Redirect both cout and stdout to a string in C++ for Unit Testing

thelsdj picture thelsdj · Jul 22, 2009 · Viewed 17.9k times · Source

I'm working on getting some legacy code under unit tests and sometimes the only way to sense an existing program behavior is from the console output.

I see lots of examples online for how to redirect stdout to another file in C++, but is there a way I can redirect it to an in-memory stream so my tests don't have to rely on the disk?
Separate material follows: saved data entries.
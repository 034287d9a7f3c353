//! Control-loop watchdog (ESP-IDF Task Watchdog Timer).
//!
//! One loop iteration legitimately blocks for a long time when an alert
//! goes out: the GPS window, four modem pauses, then the poll delay. The
//! timeout is taken from [`SystemConfig`] and must stay above
//! [`SystemConfig::worst_case_cycle_ms`]; a stall beyond that panics and
//! the chip resets with the relay pin back at its HIGH (ignition open)
//! reset level.

#[cfg(target_os = "espidf")]
use esp_idf_svc::sys::{
    ESP_OK, esp_task_wdt_add, esp_task_wdt_config_t, esp_task_wdt_reconfigure, esp_task_wdt_reset,
};
use log::{info, warn};

use crate::config::SystemConfig;

pub struct Watchdog {
    timeout_ms: u32,
    #[cfg(target_os = "espidf")]
    subscribed: bool,
}

impl Watchdog {
    /// Arm the watchdog for the control task using `config`'s timeout.
    pub fn start(config: &SystemConfig) -> Self {
        let timeout_ms = config.watchdog_timeout_ms;
        let worst_case_ms = config.worst_case_cycle_ms();
        if timeout_ms <= worst_case_ms {
            warn!(
                "Watchdog: {}ms timeout does not cover a {}ms alert cycle",
                timeout_ms, worst_case_ms
            );
        }
        info!(
            "Watchdog: {}ms timeout, worst-case cycle {}ms",
            timeout_ms, worst_case_ms
        );
        Self::arm(timeout_ms)
    }

    #[cfg(target_os = "espidf")]
    fn arm(timeout_ms: u32) -> Self {
        let cfg = esp_task_wdt_config_t {
            timeout_ms,
            idle_core_mask: 0,
            trigger_panic: true,
        };
        // SAFETY: reconfigure + subscribe once from the control task during
        // boot; nothing else touches the TWDT.
        let subscribed = unsafe {
            let ret = esp_task_wdt_reconfigure(&cfg);
            if ret != ESP_OK as i32 {
                warn!("Watchdog: reconfigure returned {}", ret);
            }
            let ret = esp_task_wdt_add(core::ptr::null_mut());
            if ret != ESP_OK as i32 {
                warn!("Watchdog: control task not subscribed ({})", ret);
            }
            ret == ESP_OK as i32
        };
        Self { timeout_ms, subscribed }
    }

    #[cfg(not(target_os = "espidf"))]
    fn arm(timeout_ms: u32) -> Self {
        Self { timeout_ms }
    }

    pub fn timeout_ms(&self) -> u32 {
        self.timeout_ms
    }

    /// Called once per control-loop iteration.
    pub fn feed(&self) {
        #[cfg(target_os = "espidf")]
        if self.subscribed {
            // SAFETY: the control task is subscribed.
            unsafe {
                esp_task_wdt_reset();
            }
        }
    }
}
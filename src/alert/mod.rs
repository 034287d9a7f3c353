//! Alerting over the two serial links.
//!
//! [`SmsAlerter`] bundles the modem link, the GPS link and a clock behind
//! the [`AlertPort`] the application core talks to. The location
//! extractor and messenger it delegates to keep no state between alerts.

pub mod location;
pub mod messenger;

use crate::app::ports::{AlertPort, ClockPort};
use crate::config::SystemConfig;
use crate::transport::SerialTransport;

use location::{LocationExtractor, LocationSnippet};
use messenger::AlertMessenger;

/// Modem + GPS alert adapter.
pub struct SmsAlerter<M, G, C> {
    modem: M,
    gps: G,
    clock: C,
    messenger: AlertMessenger,
    extractor: LocationExtractor,
}

impl<M, G, C> SmsAlerter<M, G, C>
where
    M: SerialTransport,
    G: SerialTransport,
    C: ClockPort,
{
    pub fn new(config: &SystemConfig, modem: M, gps: G, clock: C) -> Self {
        Self {
            modem,
            gps,
            clock,
            messenger: AlertMessenger::new(config),
            extractor: LocationExtractor::new(config.gps_window_ms),
        }
    }

    pub fn modem(&self) -> &M {
        &self.modem
    }

    pub fn gps(&self) -> &G {
        &self.gps
    }

    pub fn clock(&self) -> &C {
        &self.clock
    }
}

impl<M, G, C> AlertPort for SmsAlerter<M, G, C>
where
    M: SerialTransport,
    G: SerialTransport,
    C: ClockPort,
{
    fn locate(&mut self) -> LocationSnippet {
        self.extractor.extract(&mut self.gps, &mut self.clock)
    }

    fn send_sms(&mut self, body: &str) {
        self.messenger.send(&mut self.modem, &mut self.clock, body);
    }
}
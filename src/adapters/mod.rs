//! Adapters — concrete implementations of the hexagonal port traits.
//!
//! | Adapter        | Implements         | Connects to              |
//! |----------------|--------------------|--------------------------|
//! | `hardware`     | SensorPort         | ESP32 ADC (MQ-3)         |
//! |                | RelayPort          | ESP32 GPIO (relay IN)    |
//! | `log_sink`     | EventSink          | Serial log output        |
//! | `time`         | ClockPort, DelayNs | ESP32 timer / FreeRTOS   |
//!
//! The `AlertPort` adapter lives in [`crate::alert`] next to the modem and
//! GPS logic it wires together.

pub mod hardware;
pub mod log_sink;
pub mod time;
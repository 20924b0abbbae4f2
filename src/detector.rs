use crate::backend::Detector;
use crate::config::DetectionParams;
use crate::error::CaptureError;
use crate::models::ModelRef;
use opencv::core::{Rect, Scalar, Size, Vector};
use opencv::prelude::*;
use opencv::{imgproc, objdetect};

pub const REGION_THICKNESS: i32 = 2;

/// Outline color in BGR order.
pub fn region_color() -> Scalar {
    Scalar::new(0.0, 255.0, 0.0, 0.0)
}

/// A rectangle reported by the classifier, in frame pixel coordinates.
#[derive(Debug, Clone, Copy, PartialEq, Eq)]
pub struct Region {
    pub x: i32,
    pub y: i32,
    pub width: i32,
    pub height: i32,
}

impl Region {
    pub fn new(x: i32, y: i32, width: i32, height: i32) -> Self {
        Self {
            x,
            y,
            width,
            height,
        }
    }

    /// Intersects the region with a `frame_width` x `frame_height` frame.
    /// Returns `None` when nothing of it lies inside.
    pub fn clip_to(&self, frame_width: i32, frame_height: i32) -> Option<Region> {
        let left = self.x.max(0);
        let top = self.y.max(0);
        let right = self.x.saturating_add(self.width).min(frame_width);
        let bottom = self.y.saturating_add(self.height).min(frame_height);
        if right <= left || bottom <= top {
            return None;
        }
        Some(Region::new(left, top, right - left, bottom - top))
    }
}

impl From<Rect> for Region {
    fn from(rect: Rect) -> Self {
        Region::new(rect.x, rect.y, rect.width, rect.height)
    }
}

impl From<Region> for Rect {
    fn from(region: Region) -> Self {
        Rect::new(region.x, region.y, region.width, region.height)
    }
}

pub struct CascadeDetector {
    classifier: objdetect::CascadeClassifier,
    params: DetectionParams,
}

impl CascadeDetector {
    pub fn new(model: &ModelRef, params: DetectionParams) -> anyhow::Result<Self> {
        let load_error = |reason: String| CaptureError::ModelLoad {
            path: model.path.clone(),
            reason,
        };
        let path = model
            .path
            .to_str()
            .ok_or_else(|| load_error("path is not valid utf-8".to_owned()))?;
        let classifier =
            objdetect::CascadeClassifier::new(path).map_err(|e| load_error(e.to_string()))?;
        if classifier.empty()? {
            return Err(load_error("cascade is empty".to_owned()).into());
        }
        Ok(Self { classifier, params })
    }
}

impl Detector for CascadeDetector {
    fn detect(&mut self, image: &Mat) -> anyhow::Result<Vec<Region>> {
        let mut found = Vector::<Rect>::new();

        self.classifier.detect_multi_scale(
            image,
            &mut found,
            self.params.scale_factor,
            self.params.min_neighbors,
            0,
            Size::new(self.params.min_size, self.params.min_size),
            Size::new(0, 0),
        )?;
        Ok(found.iter().map(Region::from).collect())
    }
}

pub fn convert_to_grayscale(image: &Mat) -> anyhow::Result<Mat> {
    let mut gray: Mat = Mat::default();
    imgproc::cvt_color_def(image, &mut gray, imgproc::COLOR_BGR2GRAY)?;
    Ok(gray)
}

/// Outlines every region on `frame`, clipped to its bounds.
/// Returns how many outlines were drawn.
pub fn draw_regions(frame: &mut Mat, regions: &[Region]) -> anyhow::Result<usize> {
    let (width, height) = (frame.cols(), frame.rows());
    let mut drawn = 0;
    for region in regions.iter().filter_map(|r| r.clip_to(width, height)) {
        imgproc::rectangle(
            frame,
            region.into(),
            region_color(),
            REGION_THICKNESS,
            imgproc::LINE_8,
            0,
        )?;
        drawn += 1;
    }
    Ok(drawn)
}

#[cfg(test)]
mod tests {
    use super::*;
    use opencv::core::{self, Vec3b};

    #[test]
    fn region_inside_frame_is_untouched() {
        let region = Region::new(10, 20, 30, 40);
        assert_eq!(region.clip_to(640, 480), Some(region));
    }

    #[test]
    fn region_crossing_edges_is_clipped() {
        assert_eq!(
            Region::new(-10, -5, 50, 50).clip_to(640, 480),
            Some(Region::new(0, 0, 40, 45))
        );
        assert_eq!(
            Region::new(600, 450, 100, 100).clip_to(640, 480),
            Some(Region::new(600, 450, 40, 30))
        );
    }

    #[test]
    fn region_outside_frame_is_dropped() {
        assert_eq!(Region::new(700, 10, 20, 20).clip_to(640, 480), None);
        assert_eq!(Region::new(-30, 10, 30, 20).clip_to(640, 480), None);
        assert_eq!(Region::new(10, 10, 0, 20).clip_to(640, 480), None);
    }

    #[test]
    fn draw_regions_paints_green_outline() {
        let mut frame =
            Mat::new_rows_cols_with_default(100, 100, core::CV_8UC3, Scalar::all(0.0)).unwrap();
        let drawn = draw_regions(
            &mut frame,
            &[Region::new(10, 10, 20, 20), Region::new(500, 500, 5, 5)],
        )
        .unwrap();
        assert_eq!(drawn, 1);

        let corner = *frame.at_2d::<Vec3b>(10, 10).unwrap();
        assert_eq!(corner.0, [0, 255, 0]);
        let center = *frame.at_2d::<Vec3b>(20, 20).unwrap();
        assert_eq!(center.0, [0, 0, 0]);
    }

    #[test]
    fn draw_regions_clips_at_frame_edge() {
        let mut frame =
            Mat::new_rows_cols_with_default(50, 50, core::CV_8UC3, Scalar::all(0.0)).unwrap();
        let drawn = draw_regions(&mut frame, &[Region::new(40, 40, 30, 30)]).unwrap();
        assert_eq!(drawn, 1);
        let edge = *frame.at_2d::<Vec3b>(49, 45).unwrap();
        assert_eq!(edge.0, [0, 255, 0]);
    }

    #[test]
    fn grayscale_has_single_channel() {
        let frame =
            Mat::new_rows_cols_with_default(8, 8, core::CV_8UC3, Scalar::all(128.0)).unwrap();
        let gray = convert_to_grayscale(&frame).unwrap();
        assert_eq!(gray.channels(), 1);
        assert_eq!((gray.cols(), gray.rows()), (8, 8));
    }
}
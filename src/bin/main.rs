use clap::Parser;
use pattern_detection::app::{PatternApp, WINDOW_TITLE};
use pattern_detection::config::{init_logging, Args, Settings};

fn main() -> anyhow::Result<()> {
    let args: Args = Args::parse();
    init_logging();
    let settings = Settings::from(args);

    let options = eframe::NativeOptions {
        viewport: egui::ViewportBuilder::default()
            .with_title(WINDOW_TITLE)
            .with_inner_size([800.0, 600.0]),
        ..Default::default()
    };

    eframe::run_native(
        WINDOW_TITLE,
        options,
        Box::new(|cc| Box::new(PatternApp::new(cc, settings))),
    )
    .map_err(|err| anyhow::anyhow!("Window failed: {err}"))?;
    Ok(())
}
use clap::Parser;
use std::path::PathBuf;

pub const DISPLAY_WIDTH: i32 = 640;
pub const DISPLAY_HEIGHT: i32 = 480;

#[derive(Parser, Debug, Clone)]
#[command(name = "pattern-detection", about = "Haar cascade detection on a live camera")]
pub struct Args {
    /// Camera device index.
    #[arg(long, default_value_t = 0)]
    pub camera: i32,

    /// Directory holding haar cascade xml files.
    /// Defaults to the cascades bundled with OpenCV.
    #[arg(long, value_name = "PATH")]
    pub cascade_dir: Option<PathBuf>,

    /// Cascade file name selected on startup.
    #[arg(long, value_name = "FILE")]
    pub model: Option<String>,

    /// Recording output file.
    #[arg(short, long, default_value = "Testweb.avi")]
    pub output: PathBuf,

    #[arg(long, default_value_t = 1.1)]
    pub scale_factor: f64,

    #[arg(long, default_value_t = 5)]
    pub min_neighbors: i32,

    /// Smallest region edge in pixels.
    #[arg(long, default_value_t = 30)]
    pub min_size: i32,
}

/// Parameters handed to `detect_multi_scale`.
#[derive(Debug, Clone, Copy, PartialEq)]
pub struct DetectionParams {
    pub scale_factor: f64,
    pub min_neighbors: i32,
    pub min_size: i32,
}

impl Default for DetectionParams {
    fn default() -> Self {
        Self {
            scale_factor: 1.1,
            min_neighbors: 5,
            min_size: 30,
        }
    }
}

#[derive(Debug, Clone, PartialEq)]
pub struct RecordingSettings {
    pub path: PathBuf,
    pub fourcc: [char; 4],
    pub fps: f64,
    pub width: i32,
    pub height: i32,
}

impl RecordingSettings {
    pub fn new(path: impl Into<PathBuf>) -> Self {
        Self {
            path: path.into(),
            fourcc: ['X', 'V', 'I', 'D'],
            fps: 20.0,
            width: 640,
            height: 480,
        }
    }
}

#[derive(Debug, Clone, PartialEq)]
pub struct Settings {
    pub camera_index: i32,
    pub cascade_dir: Option<PathBuf>,
    pub initial_model: Option<String>,
    pub output: PathBuf,
    pub detection: DetectionParams,
    pub display_width: i32,
    pub display_height: i32,
}

impl Default for Settings {
    fn default() -> Self {
        Self {
            camera_index: 0,
            cascade_dir: None,
            initial_model: None,
            output: PathBuf::from("Testweb.avi"),
            detection: DetectionParams::default(),
            display_width: DISPLAY_WIDTH,
            display_height: DISPLAY_HEIGHT,
        }
    }
}

impl From<Args> for Settings {
    fn from(args: Args) -> Self {
        Self {
            camera_index: args.camera,
            cascade_dir: args.cascade_dir,
            initial_model: args.model,
            output: args.output,
            detection: DetectionParams {
                scale_factor: args.scale_factor,
                min_neighbors: args.min_neighbors,
                min_size: args.min_size,
            },
            ..Default::default()
        }
    }
}

impl Settings {
    pub fn recording(&self) -> RecordingSettings {
        RecordingSettings::new(&self.output)
    }
}

/// Installs the fmt subscriber, honoring `RUST_LOG` and defaulting to `info`.
pub fn init_logging() {
    let filter = tracing_subscriber::EnvFilter::try_from_default_env()
        .unwrap_or_else(|_| tracing_subscriber::EnvFilter::new("info"));
    tracing_subscriber::fmt().with_env_filter(filter).init();
}

#[cfg(test)]
mod tests {
    use super::*;

    #[test]
    fn defaults_match_capture_pipeline() {
        let args = Args::parse_from(["pattern-detection"]);
        let settings = Settings::from(args);
        assert_eq!(settings, Settings::default());
        assert_eq!(settings.detection.min_neighbors, 5);
        assert_eq!(settings.output, PathBuf::from("Testweb.avi"));
    }

    #[test]
    fn cli_overrides_detection_params() {
        let args = Args::parse_from([
            "pattern-detection",
            "--camera",
            "2",
            "--min-neighbors",
            "3",
            "--scale-factor",
            "1.3",
            "-o",
            "/tmp/out.avi",
        ]);
        let settings = Settings::from(args);
        assert_eq!(settings.camera_index, 2);
        assert_eq!(settings.detection.min_neighbors, 3);
        assert_eq!(settings.detection.scale_factor, 1.3);
        assert_eq!(settings.recording().path, PathBuf::from("/tmp/out.avi"));
    }

    #[test]
    fn recording_uses_xvid_at_20_fps() {
        let recording = RecordingSettings::new("a.avi");
        assert_eq!(recording.fourcc, ['X', 'V', 'I', 'D']);
        assert_eq!(recording.fps, 20.0);
        assert_eq!((recording.width, recording.height), (640, 480));
    }
}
I'd like to get anything that the legacy code sends to stdout into a std::string so I can easily .find on the output.

Edit

The legacy code is so bad that it users a mixture of cout << .. and printf. Here is what I have so far:

void TestSuite::setUp(void)
{
    oldStdoutBuf = std::cout.rdbuf();
    std::cout.rdbuf(consoleOutput.rdbuf());
}
void TestSuite::tearDown(void)
{
    std::cout.rdbuf(oldStdoutBuf);
}

The problem is that this does not capture output using printf. I would like something that gets both. Any ideas?

Answer

Gabe picture Gabe · Jul 22, 2009

std::stringstream may be what you're looking for.

UPDATE
Alright, this is a bit of hack, but maybe you could do this to grab the printf output:

char huge_string_buf[MASSIVE_SIZE];
freopen("NUL", "a", stdout);
setbuf(stdout, huge_string_buffer);

Note you should use "/dev/null" for linux instead of "NUL". That will rapidly start to fill up huge_string_buffer. If you want to be able to continue redirecting output after the buffer is full you'll have to call fflush(), otherwise it will throw an error. See std::setbuf for more info.